DATASET RECORDS section start
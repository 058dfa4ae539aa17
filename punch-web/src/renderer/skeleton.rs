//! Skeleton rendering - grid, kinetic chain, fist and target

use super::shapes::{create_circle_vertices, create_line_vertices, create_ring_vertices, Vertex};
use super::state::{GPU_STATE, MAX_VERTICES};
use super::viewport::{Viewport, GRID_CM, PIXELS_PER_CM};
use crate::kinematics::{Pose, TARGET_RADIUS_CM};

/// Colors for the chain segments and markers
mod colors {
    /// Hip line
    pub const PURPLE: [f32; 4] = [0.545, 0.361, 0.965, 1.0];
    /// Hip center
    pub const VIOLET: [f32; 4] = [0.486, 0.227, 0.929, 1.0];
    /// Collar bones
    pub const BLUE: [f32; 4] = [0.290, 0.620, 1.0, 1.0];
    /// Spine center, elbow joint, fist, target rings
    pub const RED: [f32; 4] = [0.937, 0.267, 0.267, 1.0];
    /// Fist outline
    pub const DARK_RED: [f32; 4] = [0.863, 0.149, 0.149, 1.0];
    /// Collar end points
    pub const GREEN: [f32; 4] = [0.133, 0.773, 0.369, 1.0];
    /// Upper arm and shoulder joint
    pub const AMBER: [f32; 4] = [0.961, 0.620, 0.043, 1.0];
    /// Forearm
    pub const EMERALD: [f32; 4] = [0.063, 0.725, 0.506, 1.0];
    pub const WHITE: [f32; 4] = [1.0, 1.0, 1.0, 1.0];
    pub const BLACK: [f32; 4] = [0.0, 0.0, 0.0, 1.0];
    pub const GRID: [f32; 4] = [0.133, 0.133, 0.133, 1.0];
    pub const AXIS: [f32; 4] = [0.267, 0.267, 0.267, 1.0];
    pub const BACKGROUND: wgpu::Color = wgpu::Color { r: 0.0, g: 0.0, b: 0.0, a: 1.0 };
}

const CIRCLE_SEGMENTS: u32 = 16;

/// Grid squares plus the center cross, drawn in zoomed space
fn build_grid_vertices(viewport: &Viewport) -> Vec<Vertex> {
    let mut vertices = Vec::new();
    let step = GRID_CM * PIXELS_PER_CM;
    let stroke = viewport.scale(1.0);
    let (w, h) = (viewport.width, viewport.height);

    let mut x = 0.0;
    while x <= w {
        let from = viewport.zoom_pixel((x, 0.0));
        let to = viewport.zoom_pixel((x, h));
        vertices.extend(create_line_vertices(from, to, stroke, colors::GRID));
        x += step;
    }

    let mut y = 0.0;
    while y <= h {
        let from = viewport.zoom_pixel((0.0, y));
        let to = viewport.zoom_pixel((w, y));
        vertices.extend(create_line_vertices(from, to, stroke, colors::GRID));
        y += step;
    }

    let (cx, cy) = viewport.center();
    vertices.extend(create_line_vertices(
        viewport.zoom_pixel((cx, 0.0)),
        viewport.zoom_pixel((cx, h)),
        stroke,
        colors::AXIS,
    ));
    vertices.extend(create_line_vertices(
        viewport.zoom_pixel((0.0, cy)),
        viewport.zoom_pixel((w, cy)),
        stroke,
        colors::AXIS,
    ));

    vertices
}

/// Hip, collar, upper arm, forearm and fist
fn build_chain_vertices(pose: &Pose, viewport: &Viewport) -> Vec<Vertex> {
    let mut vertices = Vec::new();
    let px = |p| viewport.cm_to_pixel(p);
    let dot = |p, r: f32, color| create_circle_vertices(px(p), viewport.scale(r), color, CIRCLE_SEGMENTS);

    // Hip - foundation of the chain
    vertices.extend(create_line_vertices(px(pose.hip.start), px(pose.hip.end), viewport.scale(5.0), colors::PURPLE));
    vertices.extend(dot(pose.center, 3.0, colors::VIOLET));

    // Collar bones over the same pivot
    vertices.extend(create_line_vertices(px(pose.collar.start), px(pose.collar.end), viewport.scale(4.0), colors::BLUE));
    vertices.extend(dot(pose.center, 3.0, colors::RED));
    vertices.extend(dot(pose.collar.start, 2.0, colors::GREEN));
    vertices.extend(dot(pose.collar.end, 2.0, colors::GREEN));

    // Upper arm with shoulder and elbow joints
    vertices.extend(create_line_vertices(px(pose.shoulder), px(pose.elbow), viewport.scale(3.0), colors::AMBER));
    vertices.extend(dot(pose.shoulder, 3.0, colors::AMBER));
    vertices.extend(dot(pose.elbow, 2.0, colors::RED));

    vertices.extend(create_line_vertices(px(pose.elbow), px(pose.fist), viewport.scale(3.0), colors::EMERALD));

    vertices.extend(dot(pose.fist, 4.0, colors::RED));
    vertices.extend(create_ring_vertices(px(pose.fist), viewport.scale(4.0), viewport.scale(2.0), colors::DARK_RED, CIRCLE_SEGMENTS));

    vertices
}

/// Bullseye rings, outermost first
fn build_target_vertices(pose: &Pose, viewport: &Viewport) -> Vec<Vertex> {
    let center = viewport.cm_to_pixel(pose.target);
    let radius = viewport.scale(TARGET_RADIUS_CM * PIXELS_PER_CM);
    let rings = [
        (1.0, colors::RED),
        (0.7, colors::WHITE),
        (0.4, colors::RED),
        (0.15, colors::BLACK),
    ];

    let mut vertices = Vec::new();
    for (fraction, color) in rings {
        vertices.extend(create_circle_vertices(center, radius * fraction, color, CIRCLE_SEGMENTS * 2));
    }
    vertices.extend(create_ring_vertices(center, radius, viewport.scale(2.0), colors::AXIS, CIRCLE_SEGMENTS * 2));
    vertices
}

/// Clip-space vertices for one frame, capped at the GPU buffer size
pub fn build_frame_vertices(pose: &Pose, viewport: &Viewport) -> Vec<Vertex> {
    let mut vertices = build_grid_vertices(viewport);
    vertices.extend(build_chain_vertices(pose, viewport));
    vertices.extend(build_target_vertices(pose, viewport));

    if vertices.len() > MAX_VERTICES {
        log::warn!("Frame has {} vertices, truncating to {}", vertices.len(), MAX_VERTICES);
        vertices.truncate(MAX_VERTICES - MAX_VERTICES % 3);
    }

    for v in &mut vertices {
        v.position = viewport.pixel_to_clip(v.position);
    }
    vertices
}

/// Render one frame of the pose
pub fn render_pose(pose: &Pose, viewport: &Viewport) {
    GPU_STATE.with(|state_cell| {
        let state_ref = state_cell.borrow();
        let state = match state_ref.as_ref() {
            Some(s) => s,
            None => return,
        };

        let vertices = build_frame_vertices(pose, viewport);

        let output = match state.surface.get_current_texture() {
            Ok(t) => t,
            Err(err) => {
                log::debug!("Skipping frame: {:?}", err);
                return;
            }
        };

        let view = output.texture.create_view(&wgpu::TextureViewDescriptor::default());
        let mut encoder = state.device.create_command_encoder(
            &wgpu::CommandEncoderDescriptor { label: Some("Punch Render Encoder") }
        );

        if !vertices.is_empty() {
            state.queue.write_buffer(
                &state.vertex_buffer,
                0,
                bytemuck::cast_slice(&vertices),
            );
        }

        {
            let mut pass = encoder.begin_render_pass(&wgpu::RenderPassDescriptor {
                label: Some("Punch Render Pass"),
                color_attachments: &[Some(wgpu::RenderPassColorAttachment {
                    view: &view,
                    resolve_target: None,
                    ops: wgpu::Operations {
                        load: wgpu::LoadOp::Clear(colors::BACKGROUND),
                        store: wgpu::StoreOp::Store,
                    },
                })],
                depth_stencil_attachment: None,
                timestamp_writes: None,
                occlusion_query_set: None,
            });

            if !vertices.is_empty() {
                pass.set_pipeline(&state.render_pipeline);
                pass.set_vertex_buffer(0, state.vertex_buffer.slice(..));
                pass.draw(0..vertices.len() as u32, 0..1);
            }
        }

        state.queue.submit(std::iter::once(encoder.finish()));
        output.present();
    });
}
DATASET RECORDS section end
DATASET RECORDS section start
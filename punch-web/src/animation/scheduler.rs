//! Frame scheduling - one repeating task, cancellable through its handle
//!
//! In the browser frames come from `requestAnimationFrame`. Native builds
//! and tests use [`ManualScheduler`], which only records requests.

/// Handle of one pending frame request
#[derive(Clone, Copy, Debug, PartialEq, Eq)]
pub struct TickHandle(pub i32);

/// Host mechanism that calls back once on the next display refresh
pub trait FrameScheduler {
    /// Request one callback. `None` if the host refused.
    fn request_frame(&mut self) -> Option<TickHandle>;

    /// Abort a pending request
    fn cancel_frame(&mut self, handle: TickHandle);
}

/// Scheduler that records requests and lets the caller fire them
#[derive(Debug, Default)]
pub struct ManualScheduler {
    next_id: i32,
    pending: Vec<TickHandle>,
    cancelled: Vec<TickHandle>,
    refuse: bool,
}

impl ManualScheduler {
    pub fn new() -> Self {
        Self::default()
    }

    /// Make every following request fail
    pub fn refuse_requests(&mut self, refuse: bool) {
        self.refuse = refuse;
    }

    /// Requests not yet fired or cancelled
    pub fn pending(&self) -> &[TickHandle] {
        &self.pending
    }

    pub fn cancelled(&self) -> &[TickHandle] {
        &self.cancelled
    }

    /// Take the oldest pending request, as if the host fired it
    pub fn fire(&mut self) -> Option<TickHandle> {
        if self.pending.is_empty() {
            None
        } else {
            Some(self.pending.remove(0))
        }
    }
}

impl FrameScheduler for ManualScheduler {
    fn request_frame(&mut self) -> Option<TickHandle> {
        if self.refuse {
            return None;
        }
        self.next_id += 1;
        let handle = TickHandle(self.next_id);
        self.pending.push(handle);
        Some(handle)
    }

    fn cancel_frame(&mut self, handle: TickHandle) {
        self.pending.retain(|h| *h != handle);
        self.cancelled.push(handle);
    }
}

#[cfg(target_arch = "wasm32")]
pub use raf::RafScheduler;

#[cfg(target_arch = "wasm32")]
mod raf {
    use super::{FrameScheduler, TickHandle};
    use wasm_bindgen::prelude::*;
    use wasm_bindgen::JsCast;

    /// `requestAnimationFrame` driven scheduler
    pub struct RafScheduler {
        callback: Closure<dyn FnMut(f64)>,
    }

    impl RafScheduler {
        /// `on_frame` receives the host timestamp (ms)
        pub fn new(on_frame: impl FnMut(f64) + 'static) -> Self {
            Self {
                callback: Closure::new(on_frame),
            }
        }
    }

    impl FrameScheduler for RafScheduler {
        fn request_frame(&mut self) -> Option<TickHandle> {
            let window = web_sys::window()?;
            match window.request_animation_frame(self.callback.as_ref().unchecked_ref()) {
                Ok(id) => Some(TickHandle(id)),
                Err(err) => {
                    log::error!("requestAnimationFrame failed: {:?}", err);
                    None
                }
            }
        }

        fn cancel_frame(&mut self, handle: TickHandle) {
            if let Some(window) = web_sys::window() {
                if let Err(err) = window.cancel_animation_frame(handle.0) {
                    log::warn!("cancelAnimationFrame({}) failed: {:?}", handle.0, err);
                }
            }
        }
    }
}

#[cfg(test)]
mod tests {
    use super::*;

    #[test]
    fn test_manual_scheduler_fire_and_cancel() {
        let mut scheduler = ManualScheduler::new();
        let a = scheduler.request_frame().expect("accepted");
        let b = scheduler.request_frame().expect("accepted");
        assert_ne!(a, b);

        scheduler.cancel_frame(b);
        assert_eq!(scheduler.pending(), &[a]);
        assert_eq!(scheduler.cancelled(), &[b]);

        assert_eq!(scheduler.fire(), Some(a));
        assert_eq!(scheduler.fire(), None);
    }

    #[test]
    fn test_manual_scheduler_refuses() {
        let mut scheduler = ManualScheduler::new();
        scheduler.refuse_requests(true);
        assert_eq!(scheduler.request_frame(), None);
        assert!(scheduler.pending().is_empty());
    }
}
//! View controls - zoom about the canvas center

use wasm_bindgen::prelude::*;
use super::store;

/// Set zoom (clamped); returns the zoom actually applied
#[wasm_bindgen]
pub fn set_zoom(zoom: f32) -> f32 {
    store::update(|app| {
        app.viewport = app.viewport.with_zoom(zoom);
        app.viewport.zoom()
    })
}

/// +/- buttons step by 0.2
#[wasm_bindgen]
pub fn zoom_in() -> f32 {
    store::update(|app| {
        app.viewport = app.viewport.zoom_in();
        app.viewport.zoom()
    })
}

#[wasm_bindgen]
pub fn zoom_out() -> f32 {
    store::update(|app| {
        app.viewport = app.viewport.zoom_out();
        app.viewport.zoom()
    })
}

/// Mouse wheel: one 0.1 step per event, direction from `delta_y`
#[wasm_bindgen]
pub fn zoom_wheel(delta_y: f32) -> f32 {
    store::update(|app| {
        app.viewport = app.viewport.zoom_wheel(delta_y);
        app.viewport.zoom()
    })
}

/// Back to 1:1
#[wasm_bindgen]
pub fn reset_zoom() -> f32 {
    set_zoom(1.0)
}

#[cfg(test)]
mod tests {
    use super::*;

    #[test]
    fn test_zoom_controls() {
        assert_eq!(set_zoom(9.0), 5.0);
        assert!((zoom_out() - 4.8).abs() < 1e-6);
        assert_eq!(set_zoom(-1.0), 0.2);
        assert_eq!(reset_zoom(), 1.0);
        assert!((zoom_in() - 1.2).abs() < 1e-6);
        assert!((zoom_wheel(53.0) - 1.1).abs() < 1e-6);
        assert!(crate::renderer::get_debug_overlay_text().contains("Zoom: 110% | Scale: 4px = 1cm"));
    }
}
DATASET RECORDS section end
● EXERCISE DETAILS: Show all lines in the records above that hold "label".

● RESPONSE BELOW:
            &wgpu::CommandEncoderDescriptor { label: Some("Punch Render Encoder") }
                label: Some("Punch Render Pass"),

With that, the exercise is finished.